Ebook
The Spanish Lexicon of Baseball: Semantics, Style, and Terminology draws on nearly 6,000 published MLB game summaries to explore the contours of baseball terminology in Spanish. Organized in a logical sequence that corresponds to various aspects of baseball (field of play, player positions, getting on base, types and modes of hits, scoring, runs-batted-in, umpire involvement and calls, pitching, and defense), the work combines narrative style and illustrative examples with keen lexical analysis. The result is an entertaining and informative volume that is neither folksy nor linguistically overcomplicated.
Chapter 1 – Why a Vocabulary for el Béisbol?
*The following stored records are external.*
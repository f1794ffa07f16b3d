use crate::message::Message;
use crate::storage::{Storage, keys};
use chrono::{DateTime, NaiveDate, TimeZone, Utc};
use serde::{Deserialize, Serialize};
use std::collections::BTreeMap;

pub const DEFAULT_HISTORY_LIMIT: usize = 100;

#[derive(Debug, Clone, PartialEq, Serialize, Deserialize)]
#[serde(rename_all = "camelCase")]
pub struct HistoryEntry {
    pub message: Message,
    pub viewed_at: DateTime<Utc>,
    pub session_id: String,
}

/// Viewed messages, oldest first, capped at `limit` entries.
pub struct History {
    storage: Storage,
    entries: Vec<HistoryEntry>,
    limit: usize,
    session_id: String,
}

impl History {
    pub fn load(storage: Storage, limit: usize, session_id: impl Into<String>) -> Self {
        let limit = limit.max(1);
        let mut entries: Vec<HistoryEntry> = storage.get(keys::HISTORY, Vec::new());
        if entries.len() > limit {
            entries.drain(..entries.len() - limit);
        }
        Self {
            storage,
            entries,
            limit,
            session_id: session_id.into(),
        }
    }

    pub fn record(&mut self, message: &Message) -> bool {
        self.record_at(message, Utc::now())
    }

    /// Append a snapshot. A repeat of the last entry's id is ignored and
    /// returns false; the oldest entries are evicted past the limit.
    pub fn record_at(&mut self, message: &Message, viewed_at: DateTime<Utc>) -> bool {
        if self
            .entries
            .last()
            .is_some_and(|last| last.message.id == message.id)
        {
            return false;
        }
        self.entries.push(HistoryEntry {
            message: message.clone(),
            viewed_at,
            session_id: self.session_id.clone(),
        });
        if self.entries.len() > self.limit {
            let excess = self.entries.len() - self.limit;
            self.entries.drain(..excess);
        }
        self.storage.set(keys::HISTORY, &self.entries);
        true
    }

    pub fn entries(&self) -> &[HistoryEntry] {
        &self.entries
    }

    /// Newest first.
    pub fn recent(&self, n: usize) -> impl Iterator<Item = &HistoryEntry> {
        self.entries.iter().rev().take(n)
    }

    pub fn clear(&mut self) {
        self.entries.clear();
        self.storage.remove(keys::HISTORY);
    }

    /// The `n` most recent entries grouped by calendar day in `tz`, days
    /// newest first and entries within a day newest first.
    pub fn grouped_by_date<Tz: TimeZone>(
        &self,
        tz: &Tz,
        n: usize,
    ) -> Vec<(NaiveDate, Vec<&HistoryEntry>)> {
        let mut groups: BTreeMap<NaiveDate, Vec<&HistoryEntry>> = BTreeMap::new();
        for entry in self.recent(n) {
            let day = entry.viewed_at.with_timezone(tz).date_naive();
            groups.entry(day).or_default().push(entry);
        }
        groups.into_iter().rev().collect()
    }

    pub fn session_id(&self) -> &str {
        &self.session_id
    }
}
Chapter 2 – Dictionaries, Data, Words, and Meanings
Chapter 3 – Getting Started: Equipment, Field, and Player Positions
Chapter 4 – Hits and Other Ways to Get on Base
Chapter 5 – Home Runs
Chapter 6 – Grounders, Liners, and Fly Balls
Chapter 7 – Hitting the Ball: The Crack of the Bat
Chapter 8 – Runners on Base, Scoring, and RBI’s
Chapter 9 – Pitchers and Pitching
Chapter 10 – Innings and Outs (and Getting it Right)
Chapter 11 – Defense
Chapter 12 – Style: In the Game and in the Story
The Spanish Lexicon of Baseball: Semantics, Style, and Terminology fills a scholarly void in Hispanic linguistic studies but will be of interest to a diverse audience, from lexicographers and learners of Spanish to baseball fans and sports enthusiasts. This volume is well overdue, and it will likely serve as a model for similar books regarding other sports.
Quirky, engaging, and comprehensive, this corpus-based study of baseball usage in Spanish-language journalism is a welcome addition to the literature on Latin American baseball and a thoughtful consideration of lexical variation, metaphor, and syntactic and discursive factors in register formation.
This volume is not a glossary of Spanish baseball terms, nor is it a treatise on linguistic variation, although it embodies the best features of both. Students of Spanish and baseball aficionados alike will be immediately engaged. The authors spin a fascinating narrative of baseball as played and commented by Latinos, complete with regional and social variation, all of which makes the book just plain fun to read.
Anyone interested in the language of baseball or Spanish lexicon and language contact will find this book to be a thorough, accessible, and compelling analysis of Spanish baseball terminology. Anyone who is a Spanish-speaking linguist and baseball fan won’t be able to put it down! The book explores the myriad ways that writers enrich the lexicon of crónicas, or Spanish-language game summaries, from use of Anglicisms and metaphor to novel creations and beyond, and provides a wealth of examples from all areas of the game. The analysis is contextualized not only within the authors’ love and thorough knowledge of the game but also against the backdrop of the growth of Latinos in baseball and the complex realities faced by Spanish-speaking players in a country and sport where an English monolingual ideology still reigns.
John M. Chaston is associate professor emeritus of the University of New Hampshire.
Robert N. Smead is associate professor of Spanish and Portuguese at Brigham Young University.